C’est un sujet qui peut rapprocher la gauche et la droite. A l’Assemblée nationale, des élus des deux principales sensibilités politiques interrogent le ministre de l’Intérieur Gérald Darmanin sur la possible réintégration des pompiers suspendus pour non-vaccination contre le Covid-19, alors que de multiples incendies ravagent plusieurs forêts en France. Selon le SDIS, ce sont 5 000 sapeurs-pompiers volontaires et 140 titulaires non mobilisables. Et face à l’urgence, cette décision reste un malentendu pour l’opposition.

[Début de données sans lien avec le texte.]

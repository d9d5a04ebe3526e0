//! `incident-guard` command line
//!
//! Runs one mutation or lookup against a memory store seeded from JSON and
//! prints the outcome or the rejection. Exit code 1 means rejected.

use anyhow::{Context, Result};
use clap::{value_parser, Arg, ArgAction, ArgMatches, Command};
use incident_guard::prelude::*;
use incident_guard::telemetry::init_tracing;
use incident_store::Record;
use serde::Serialize;
use std::collections::BTreeMap;
use std::path::{Path, PathBuf};

fn cli() -> Command {
    Command::new("incident-guard")
        .version(incident_guard::VERSION)
        .about("Guarded incident mutations and admin customer lookup")
        .subcommand_required(true)
        .arg(
            Arg::new("config")
                .long("config")
                .global(true)
                .value_parser(value_parser!(PathBuf))
                .help("Guard configuration (TOML)"),
        )
        .arg(
            Arg::new("json-logs")
                .long("json-logs")
                .global(true)
                .action(ArgAction::SetTrue)
                .help("Emit logs as JSON lines"),
        )
        .subcommand(
            Command::new("mutate")
                .about("Run one mutation request against a seeded store")
                .arg(seed_arg())
                .arg(
                    Arg::new("request")
                        .long("request")
                        .required(true)
                        .value_parser(value_parser!(PathBuf))
                        .help("Mutation request (JSON)"),
                ),
        )
        .subcommand(
            Command::new("lookup")
                .about("Look up a customer through the admin gateway")
                .arg(seed_arg())
                .arg(
                    Arg::new("customer-id")
                        .long("customer-id")
                        .required(true)
                        .help("Customer identifier, passed through verbatim"),
                )
                .arg(
                    Arg::new("admin")
                        .long("admin")
                        .action(ArgAction::SetTrue)
                        .help("Issue the lookup as an administrator"),
                ),
        )
}

fn seed_arg() -> Arg {
    Arg::new("seed")
        .long("seed")
        .required(true)
        .value_parser(value_parser!(PathBuf))
        .help("Seed data: JSON object of entity name to rows")
}

#[tokio::main]
async fn main() -> Result<()> {
    let matches = cli().get_matches();

    init_tracing(matches.get_flag("json-logs")).context("failed to install tracing subscriber")?;

    let config = match matches.get_one::<PathBuf>("config") {
        Some(path) => GuardConfig::load(path)
            .with_context(|| format!("failed to load config {}", path.display()))?,
        None => GuardConfig::default(),
    };

    let passed = match matches.subcommand() {
        Some(("mutate", args)) => mutate(&config, args).await?,
        Some(("lookup", args)) => lookup(&config, args).await?,
        _ => anyhow::bail!("unknown subcommand"),
    };

    std::process::exit(if passed { 0 } else { 1 });
}

async fn mutate(config: &GuardConfig, args: &ArgMatches) -> Result<bool> {
    let store = seeded_store(config, required_path(args, "seed")?)?;
    let request_path = required_path(args, "request")?;
    let text = std::fs::read_to_string(request_path)
        .with_context(|| format!("failed to read request {}", request_path.display()))?;
    let request: MutationRequest =
        serde_json::from_str(&text).context("request is not a valid mutation")?;

    let services = compose(config, store, Arc::new(TracingSink));
    report(services.incidents.handle(request).await)
}

async fn lookup(config: &GuardConfig, args: &ArgMatches) -> Result<bool> {
    let store = seeded_store(config, required_path(args, "seed")?)?;
    let customer_id = args
        .get_one::<String>("customer-id")
        .context("missing --customer-id")?;

    let mut request = LookupRequest::new(customer_id.as_str());
    if args.get_flag("admin") {
        request = request.with_requester(Requester::admin("cli"));
    }

    let services = compose(config, store, Arc::new(TracingSink));
    report(services.admin.handle(&request).await)
}

fn required_path<'a>(args: &'a ArgMatches, name: &str) -> Result<&'a Path> {
    args.get_one::<PathBuf>(name)
        .map(PathBuf::as_path)
        .with_context(|| format!("missing --{name}"))
}

fn seeded_store(config: &GuardConfig, path: &Path) -> Result<Arc<dyn RecordStore>> {
    let text = std::fs::read_to_string(path)
        .with_context(|| format!("failed to read seed {}", path.display()))?;
    let seed: BTreeMap<String, Vec<Record>> =
        serde_json::from_str(&text).context("seed must map entity names to row arrays")?;

    let store = MemoryStore::with_entities([&config.incident_entity, &config.customer_entity]);
    for (entity, rows) in seed {
        tracing::debug!(%entity, rows = rows.len(), "seeding entity");
        store.seed(entity, rows);
    }
    Ok(Arc::new(store))
}

fn report<T: Serialize>(result: Result<T, Rejection>) -> Result<bool> {
    let (json, passed) = match result {
        Ok(value) => (serde_json::to_string_pretty(&value)?, true),
        Err(rejection) => (serde_json::to_string_pretty(&rejection)?, false),
    };
    println!("{json}");
    Ok(passed)
}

C’est le cas du vice-président de l’Assemblée nationale du Var, Frédéric Bocaletti. “Nous sommes victimes d’incendies sans précédent sur notre territoire. Les pompiers sur place sont épuisés. Ils sont mis à rude épreuve depuis plusieurs semaines maintenant”, a rappelé le député au micro d’Europe 1. Il a poursuivi : “Je pense que le ministre de l’Intérieur doit prendre ses responsabilités et réintégrer d’urgence les pompiers suspendus. Face aux flammes, le vaccin ne protège pas”, dit-il, “par contre, nos pompiers nous protègent”.
Fausse bonne idée pour le feu VP
Ce sujet avait déjà été évoqué en juillet, mais le gouvernement a décidé de maintenir la suspension. Une décision légitime pour Norbert Berginia, vice-président des Sapeurs-Pompiers de France. Il a déclaré que réintroduire des pompiers non vaccinés serait une fausse bonne idée. “On est déjà en déficit collectif, si on a une épidémie chez nos pompiers, ce sera une grosse catastrophe”, a-t-il argumenté auprès d’Europe 1.
“Réintroduire des personnes non vaccinées risque de réduire notre capacité d’intervention. C’est pour ça que ça peut être dangereux”, explique Norbert Berginiat. Un dilemme difficile qui doit encore être résolu par le ministre de l’Intérieur.